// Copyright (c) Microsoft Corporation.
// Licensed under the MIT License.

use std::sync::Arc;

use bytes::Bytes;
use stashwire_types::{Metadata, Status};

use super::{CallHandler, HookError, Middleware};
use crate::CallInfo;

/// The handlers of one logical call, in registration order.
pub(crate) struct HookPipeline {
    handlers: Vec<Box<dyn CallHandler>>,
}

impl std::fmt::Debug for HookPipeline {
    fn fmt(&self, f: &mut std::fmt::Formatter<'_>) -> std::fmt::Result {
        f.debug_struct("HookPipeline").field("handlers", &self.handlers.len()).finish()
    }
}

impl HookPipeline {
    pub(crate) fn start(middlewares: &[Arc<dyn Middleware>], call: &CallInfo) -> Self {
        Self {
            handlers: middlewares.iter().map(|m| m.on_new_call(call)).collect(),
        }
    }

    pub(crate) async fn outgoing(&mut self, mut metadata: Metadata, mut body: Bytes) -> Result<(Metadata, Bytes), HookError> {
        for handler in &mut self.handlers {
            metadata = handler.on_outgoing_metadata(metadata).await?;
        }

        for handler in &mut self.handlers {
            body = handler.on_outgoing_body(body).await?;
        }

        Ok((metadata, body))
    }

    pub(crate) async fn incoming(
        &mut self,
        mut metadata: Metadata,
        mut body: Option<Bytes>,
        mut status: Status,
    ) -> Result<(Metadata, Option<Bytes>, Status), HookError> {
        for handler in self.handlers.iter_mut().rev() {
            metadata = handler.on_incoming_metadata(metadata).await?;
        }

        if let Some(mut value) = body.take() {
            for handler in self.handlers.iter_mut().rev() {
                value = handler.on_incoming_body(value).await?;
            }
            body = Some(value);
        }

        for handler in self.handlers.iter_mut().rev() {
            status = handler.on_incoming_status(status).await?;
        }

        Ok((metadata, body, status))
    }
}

★ ★ ★ ★ ★

*Exercise description*.
Without leaving anything out, quote all the data.

*Your solution*.
// Copyright (c) Microsoft Corporation.
// Licensed under the MIT License.

use std::sync::Arc;

use bytes::Bytes;
use stashwire_types::{Metadata, Status};

use super::{CallHandler, HookError, Middleware};
use crate::CallInfo;

/// The handlers of one logical call, in registration order.
pub(crate) struct HookPipeline {
    handlers: Vec<Box<dyn CallHandler>>,
}

impl std::fmt::Debug for HookPipeline {
    fn fmt(&self, f: &mut std::fmt::Formatter<'_>) -> std::fmt::Result {
        f.debug_struct("HookPipeline").field("handlers", &self.handlers.len()).finish()
    }
}

impl HookPipeline {
    pub(crate) fn start(middlewares: &[Arc<dyn Middleware>], call: &CallInfo) -> Self {
        Self {
            handlers: middlewares.iter().map(|m| m.on_new_call(call)).collect(),
        }
    }

    pub(crate) async fn outgoing(&mut self, mut metadata: Metadata, mut body: Bytes) -> Result<(Metadata, Bytes), HookError> {
        for handler in &mut self.handlers {
            metadata = handler.on_outgoing_metadata(metadata).await?;
        }

        for handler in &mut self.handlers {
            body = handler.on_outgoing_body(body).await?;
        }

        Ok((metadata, body))
    }

    pub(crate) async fn incoming(
        &mut self,
        mut metadata: Metadata,
        mut body: Option<Bytes>,
        mut status: Status,
    ) -> Result<(Metadata, Option<Bytes>, Status), HookError> {
        for handler in self.handlers.iter_mut().rev() {
            metadata = handler.on_incoming_metadata(metadata).await?;
        }

        if let Some(mut value) = body.take() {
            for handler in self.handlers.iter_mut().rev() {
                value = handler.on_incoming_body(value).await?;
            }
            body = Some(value);
        }

        for handler in self.handlers.iter_mut().rev() {
            status = handler.on_incoming_status(status).await?;
        }

        Ok((metadata, body, status))
    }
}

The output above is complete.